US President Donald Trump speaks during a news conference with Japan’s Prime Minister Shinzo Abe (not pictured) at Akasaka Palace in Tokyo on November 6, 2017. / AFP PHOTO / POOL / Kiyoshi Ota
US President Donald Trump pledged Monday to work with Japan to bring back Japanese citizens kidnapped by North Korea, saying it would be a “tremendous signal” from Pyongyang if they return.
North Korean agents kidnapped a number of ordinary Japanese citizens in the 1970s and 1980s, in order to train its spies in the Japanese language and culture.
In one of the most emotional moments of his trip to Japan, Trump met the now elderly families of those abducted, who were clutching pictures of their loved ones.

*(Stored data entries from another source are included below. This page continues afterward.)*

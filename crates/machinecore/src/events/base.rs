use crate::{MutationKind, PathId, ReasonCode, RunOutcome, TransitionTrigger};
use chrono::{DateTime, Utc};
use serde::{Deserialize, Serialize};
use tokio::sync::broadcast;
use uuid::Uuid;

pub type ExecutionId = Uuid;

/// Events emitted during a run
#[derive(Debug, Clone, Serialize, Deserialize)]
#[serde(tag = "type")]
pub enum ExecutionEvent {
    RunStarted {
        execution_id: ExecutionId,
        title: String,
        paths: usize,
        timestamp: DateTime<Utc>,
    },
    RunCompleted {
        execution_id: ExecutionId,
        outcome: RunOutcome,
        ticks: u64,
        timestamp: DateTime<Utc>,
    },
    TickStarted {
        execution_id: ExecutionId,
        tick: u64,
        active_paths: usize,
    },
    TickCompleted {
        execution_id: ExecutionId,
        tick: u64,
        effects: usize,
    },
    PathCreated {
        execution_id: ExecutionId,
        path_id: PathId,
        node: String,
        parent: Option<PathId>,
    },
    PathTransitioned {
        execution_id: ExecutionId,
        path_id: PathId,
        from: String,
        to: String,
        trigger: TransitionTrigger,
        tick: u64,
    },
    PathForked {
        execution_id: ExecutionId,
        path_id: PathId,
        children: Vec<PathId>,
        tick: u64,
    },
    PathWaiting {
        execution_id: ExecutionId,
        path_id: PathId,
        barrier: String,
        tick: u64,
    },
    BarrierReleased {
        execution_id: ExecutionId,
        barrier: String,
        released: Vec<PathId>,
        tick: u64,
    },
    PathCompleted {
        execution_id: ExecutionId,
        path_id: PathId,
        node: String,
        tick: u64,
    },
    PathFailed {
        execution_id: ExecutionId,
        path_id: PathId,
        code: ReasonCode,
        message: String,
        tick: u64,
    },
    MutationCommitted {
        execution_id: ExecutionId,
        kind: MutationKind,
        tick: u64,
    },
    MutationRejected {
        execution_id: ExecutionId,
        reason: String,
        tick: u64,
    },
    AgentInvoked {
        execution_id: ExecutionId,
        path_id: PathId,
        node: String,
        candidates: usize,
    },
    GuardWarning {
        execution_id: ExecutionId,
        path_id: PathId,
        expression: String,
        message: String,
    },
    PathEvent {
        execution_id: ExecutionId,
        path_id: PathId,
        event: PathEvent,
        timestamp: DateTime<Utc>,
    },
}

/// Events raised by tool handlers running on behalf of a path
#[derive(Debug, Clone, Serialize, Deserialize)]
#[serde(tag = "event_type")]
pub enum PathEvent {
    Info { message: String },
    Warning { message: String },
    ToolInvoked { tool: String, succeeded: bool },
    Data { key: String, value: serde_json::Value },
}

/// Event emitter handed to tools for real-time updates
#[derive(Clone)]
pub struct EventEmitter {
    execution_id: ExecutionId,
    path_id: PathId,
    sender: broadcast::Sender<ExecutionEvent>,
}

impl EventEmitter {
    pub fn new(
        execution_id: ExecutionId,
        path_id: PathId,
        sender: broadcast::Sender<ExecutionEvent>,
    ) -> Self {
        Self {
            execution_id,
            path_id,
            sender,
        }
    }

    /// Emitter wired to nothing; events are dropped.
    pub fn detached(path_id: PathId) -> Self {
        let (sender, _) = broadcast::channel(1);
        Self::new(Uuid::nil(), path_id, sender)
    }

    pub fn emit(&self, event: PathEvent) {
        let _ = self.sender.send(ExecutionEvent::PathEvent {
            execution_id: self.execution_id,
            path_id: self.path_id,
            event,
            timestamp: Utc::now(),
        });
    }

    pub fn info(&self, message: impl Into<String>) {
        self.emit(PathEvent::Info {
            message: message.into(),
        });
    }

    pub fn warn(&self, message: impl Into<String>) {
        self.emit(PathEvent::Warning {
            message: message.into(),
        });
    }

    pub fn data(&self, key: impl Into<String>, value: serde_json::Value) {
        self.emit(PathEvent::Data {
            key: key.into(),
            value,
        });
    }
}

/// Process-wide event bus
pub struct EventBus {
    sender: broadcast::Sender<ExecutionEvent>,
}

impl EventBus {
    pub fn new(capacity: usize) -> Self {
        let (sender, _) = broadcast::channel(capacity);
        Self { sender }
    }

    pub fn subscribe(&self) -> broadcast::Receiver<ExecutionEvent> {
        self.sender.subscribe()
    }

    pub fn emit(&self, event: ExecutionEvent) {
        let _ = self.sender.send(event);
    }

    pub fn create_emitter(&self, execution_id: ExecutionId, path_id: PathId) -> EventEmitter {
        EventEmitter::new(execution_id, path_id, self.sender.clone())
    }
}
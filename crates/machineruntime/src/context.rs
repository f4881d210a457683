//! Shared-state access.
//!
//! Context nodes hold versioned values. Reads during a tick see the
//! snapshot committed before the tick plus the reader's own staged writes;
//! writes become visible to other paths only after the tick commits.

use machinecore::{
    ContextEntry, ContextStore, ContextWrite, EvalContext, ExecutionPath, GraphDefinition,
    NodeKind, PathId, StaleWritePolicy, Value,
};
use std::collections::{BTreeMap, BTreeSet};
use std::sync::Arc;
use thiserror::Error;

#[derive(Error, Debug, Clone, PartialEq)]
pub enum ContextError {
    #[error("'{node}' is not a context node")]
    UnknownNode { node: String },

    #[error("'{decision}' may not {access} '{node}'")]
    PermissionDenied {
        decision: String,
        node: String,
        access: &'static str,
    },

    #[error("'{decision}' may not write field '{field}' of '{node}'")]
    FieldDenied {
        decision: String,
        node: String,
        field: String,
    },

    #[error("stale write to '{node}': based on version {base}, current is {current}")]
    Stale { node: String, base: u64, current: u64 },
}

/// Access a decision node has to one context node.
#[derive(Debug, Clone, PartialEq, Eq, Default)]
pub struct Permissions {
    pub read: bool,
    pub write: bool,
    pub store: bool,
    /// Field restriction; `None` means every field.
    pub fields: Option<BTreeSet<String>>,
}

impl Permissions {
    pub fn can_write(&self) -> bool {
        self.write || self.store
    }

    pub fn any(&self) -> bool {
        self.read || self.can_write()
    }

    pub fn allows_field(&self, field: &str) -> bool {
        self.fields.as_ref().map_or(true, |f| f.contains(field))
    }

    fn merge(&mut self, other: Permissions) {
        self.read |= other.read;
        self.write |= other.write;
        self.store |= other.store;
    }
}

/// Permission keywords mined from an edge label, with any field list given
/// after a colon or in parentheses: `"write: status, count"`,
/// `"reads(total)"`.
fn parse_label(label: &str) -> Option<(Permissions, Option<BTreeSet<String>>)> {
    let (verbs, fields) = match label.find([':', '(']) {
        Some(pos) => (&label[..pos], Some(&label[pos + 1..])),
        None => (label, None),
    };

    let mut perms = Permissions::default();
    for word in verbs.to_lowercase().split(|c: char| !c.is_alphanumeric()) {
        match word {
            "read" | "reads" | "get" | "load" => perms.read = true,
            "write" | "writes" | "update" | "set" => perms.write = true,
            "store" | "stores" | "save" | "persist" => perms.store = true,
            "readwrite" | "rw" => {
                perms.read = true;
                perms.write = true;
            }
            _ => {}
        }
    }
    if !perms.any() {
        return None;
    }

    let fields = fields
        .map(|rest| {
            rest.trim_end()
                .trim_end_matches(')')
                .split(',')
                .map(|f| f.trim().to_string())
                .filter(|f| !f.is_empty())
                .collect::<BTreeSet<_>>()
        })
        .filter(|f| !f.is_empty());
    Some((perms, fields))
}

pub struct ContextManager;

impl ContextManager {
    /// Permissions of `decision` (or any of its ancestors) on `state_node`.
    /// Edge direction decides by default: decision to context grants write
    /// and store, context to decision grants read. Label keywords override.
    pub fn permissions(definition: &GraphDefinition, decision: &str, state_node: &str) -> Permissions {
        let mut scope = vec![decision.to_string()];
        let mut current = decision.to_string();
        while let Some(parent) = definition.parent_of(&current) {
            scope.push(parent.name.clone());
            current = parent.name.clone();
        }

        let mut result = Permissions::default();
        let mut fields: Option<BTreeSet<String>> = Some(BTreeSet::new());
        let mut any_edge = false;

        for edge in &definition.edges {
            let outbound = scope.contains(&edge.source) && edge.target.contains(state_node);
            let inbound = edge.source == state_node
                && scope.iter().any(|name| edge.target.contains(name));
            if !outbound && !inbound {
                continue;
            }
            any_edge = true;

            let (perms, edge_fields) = match edge.label.as_deref().and_then(parse_label) {
                Some(parsed) => parsed,
                None if outbound => (
                    Permissions {
                        write: true,
                        store: true,
                        ..Permissions::default()
                    },
                    None,
                ),
                None => (
                    Permissions {
                        read: true,
                        ..Permissions::default()
                    },
                    None,
                ),
            };
            result.merge(perms);
            fields = match (fields, edge_fields) {
                (Some(mut acc), Some(more)) => {
                    acc.extend(more);
                    Some(acc)
                }
                _ => None,
            };
        }

        if any_edge {
            result.fields = fields;
        }
        result
    }

    /// Create version-0 entries for context nodes not yet in the store,
    /// seeded from their attributes.
    pub fn seed(store: &mut ContextStore, definition: &GraphDefinition) {
        for node in definition.all_nodes() {
            if node.kind != NodeKind::Context || store.entries.contains_key(&node.name) {
                continue;
            }
            let values = node
                .attributes
                .iter()
                .map(|attr| (attr.name.clone(), attr.value.clone()))
                .collect();
            store
                .entries
                .insert(node.name.clone(), ContextEntry { version: 0, values });
        }
    }

    /// Apply staged writes in order. Queued writes from the previous commit
    /// go first, rebased onto the current version.
    pub fn commit(
        store: &mut ContextStore,
        writes: Vec<ContextWrite>,
        policy: StaleWritePolicy,
    ) -> CommitReport {
        let mut report = CommitReport::default();

        for mut write in std::mem::take(&mut store.queued) {
            let entry = store.entries.entry(write.node.clone()).or_default();
            write.base_version = entry.version;
            Self::apply(entry, &write);
            report.applied.push(write);
        }

        for write in writes {
            let entry = store.entries.entry(write.node.clone()).or_default();
            if write.base_version < entry.version {
                let error = ContextError::Stale {
                    node: write.node.clone(),
                    base: write.base_version,
                    current: entry.version,
                };
                match policy {
                    StaleWritePolicy::Fail => report.rejected.push((write, error)),
                    StaleWritePolicy::Queue => {
                        report.queued += 1;
                        store.queued.push(write);
                    }
                }
                continue;
            }
            Self::apply(entry, &write);
            report.applied.push(write);
        }
        report
    }

    fn apply(entry: &mut ContextEntry, write: &ContextWrite) {
        for (key, value) in &write.values {
            entry.values.insert(key.clone(), value.clone());
        }
        entry.version += 1;
    }

    /// Attribute context for guard evaluation at `node`: machine attributes,
    /// every node's attributes qualified by node name, committed context
    /// values (overriding context-node attributes) and finally the current
    /// node's own attributes unqualified.
    pub fn eval_context(
        definition: &GraphDefinition,
        committed: &BTreeMap<String, ContextEntry>,
        path: &ExecutionPath,
    ) -> EvalContext {
        let mut ctx = EvalContext::new();
        for attr in &definition.attributes {
            ctx.insert(attr.name.clone(), attr.value.clone());
        }
        for node in definition.all_nodes() {
            let mut values = match node.attribute_object() {
                Value::Object(map) => map,
                _ => BTreeMap::new(),
            };
            if let Some(entry) = committed.get(&node.name) {
                values.extend(entry.values.clone());
            }
            ctx.insert(node.name.clone(), Value::Object(values));
        }
        if let Some(Value::Object(own)) = definition
            .find_node(&path.current_node)
            .map(|node| node.attribute_object())
        {
            ctx.extend_object(None, &own);
        }
        ctx.insert("steps", path.step_count as f64);
        ctx
    }
}

#[derive(Debug, Default)]
pub struct CommitReport {
    pub applied: Vec<ContextWrite>,
    pub rejected: Vec<(ContextWrite, ContextError)>,
    pub queued: usize,
}

/// One path's view of shared state during a tick.
#[derive(Debug, Clone)]
pub struct ContextView {
    path_id: PathId,
    committed: Arc<BTreeMap<String, ContextEntry>>,
    staged: Vec<ContextWrite>,
}

impl ContextView {
    pub fn new(path_id: PathId, committed: Arc<BTreeMap<String, ContextEntry>>) -> Self {
        Self {
            path_id,
            committed,
            staged: Vec::new(),
        }
    }

    /// Committed version plus this path's own staged writes.
    pub fn read(&self, node: &str) -> Option<ContextEntry> {
        let mut entry = self.committed.get(node).cloned()?;
        for write in self.staged.iter().filter(|w| w.node == node) {
            entry.values.extend(write.values.clone());
        }
        Some(entry)
    }

    pub fn committed_version(&self, node: &str) -> Option<u64> {
        self.committed.get(node).map(|e| e.version)
    }

    /// Stage a write. `base_version` defaults to the committed version the
    /// path read; an older base is stale and rejected under `Fail`.
    pub fn stage(
        &mut self,
        node: &str,
        values: BTreeMap<String, Value>,
        base_version: Option<u64>,
        policy: StaleWritePolicy,
    ) -> Result<u64, ContextError> {
        let current = self
            .committed_version(node)
            .ok_or_else(|| ContextError::UnknownNode {
                node: node.to_string(),
            })?;
        let base = base_version.unwrap_or(current);
        if base < current && policy == StaleWritePolicy::Fail {
            return Err(ContextError::Stale {
                node: node.to_string(),
                base,
                current,
            });
        }
        self.staged.push(ContextWrite {
            path_id: self.path_id,
            node: node.to_string(),
            values,
            base_version: base,
        });
        Ok(base)
    }

    /// Staged writes, at most one per node: repeated writes to a node in
    /// one turn are folded together and keep the oldest base version.
    pub fn into_writes(self) -> Vec<ContextWrite> {
        let mut folded: Vec<ContextWrite> = Vec::new();
        for write in self.staged {
            match folded.iter_mut().find(|w| w.node == write.node) {
                Some(existing) => {
                    existing.values.extend(write.values);
                    existing.base_version = existing.base_version.min(write.base_version);
                }
                None => folded.push(write),
            }
        }
        folded
    }
}
//! Data models for job reports, their audio artifacts and derived status

pub mod audio_file;
pub mod job_report;
pub mod status;

pub use audio_file::{display_name_for, AudioFile, AudioFileId};
pub use job_report::{
    format_job_info, FieldError, JobReport, JobReportId, JobReportRequest, NewJobReport, ValidationErrors,
};
pub use status::{AudioArtifact, ReportStatus, StatusReport};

The issue sours already strained Japan-North Korea relations and Prime Minister Shinzo Abe often wears a blue ribbon to remind him of their abduction.
Among those the president met was the ageing mother of Megumi Yokota, who was 13 when kidnapped four decades ago on her way home from school.
“We heard the very sad stories,” said Trump, who took more than half an hour out of his schedule to listen to the families.
“We will work with Prime Minister Abe on trying to get them back to their loved ones,” he added.
Following the meeting, which was closed to the press, the family members stood side by side with Trump and Abe, holding photographs of their loved ones, for a photo session.
Trump shock hands with some of them as he left the room.
Afterwards, Trump appeared to hold out some sort of deal to North Korea’s bellicose young leader Kim Jong-Un over the abductees.
“I think it would be a tremendous signal if Kim Jong-Un would send them back,” he told reporters as he stood with Abe after meeting the family members.
“If he would send them back, that would be the start of something very special, if they would do that,” Trump said.
Takuya Yokota, a brother of Megumi, said Trump was shaking his head when he looked at a picture from the happy days of the Yokota family.
“I had the impression that the president knows this issue well and has sympathy for us,” he said.
“I was feeling tense but the president shook hands with every one of us gently,” said Hitomi Soga, who was kidnapped in 1978 along with her mother but was allowed to return in 2002.
Shigeo Iizuka, brother of Yaeko Taguchi, said the meeting with Trump could be “a stepping stone for us to move forward”.
In 2002 North Korea admitted kidnapping 13 Japanese civilians but the government in Tokyo believes at least 17 were taken.
A month later, five were allowed to return to Japan. Pyongyang insists the other eight are dead but has not produced cast-iron evidence.
“No child should ever be subjected to such cruelty. No parent should ever have to endure heartbreak,” said Trump.
Megumi Yokota was among those said to have died and in 2004 North Korea handed over cremated remains it claimed were hers.
However, Tokyo said DNA tests conducted in Japan proved the claim to be untrue.
There are strong suspicions in Japan that dozens of other citizens were also snatched by the North.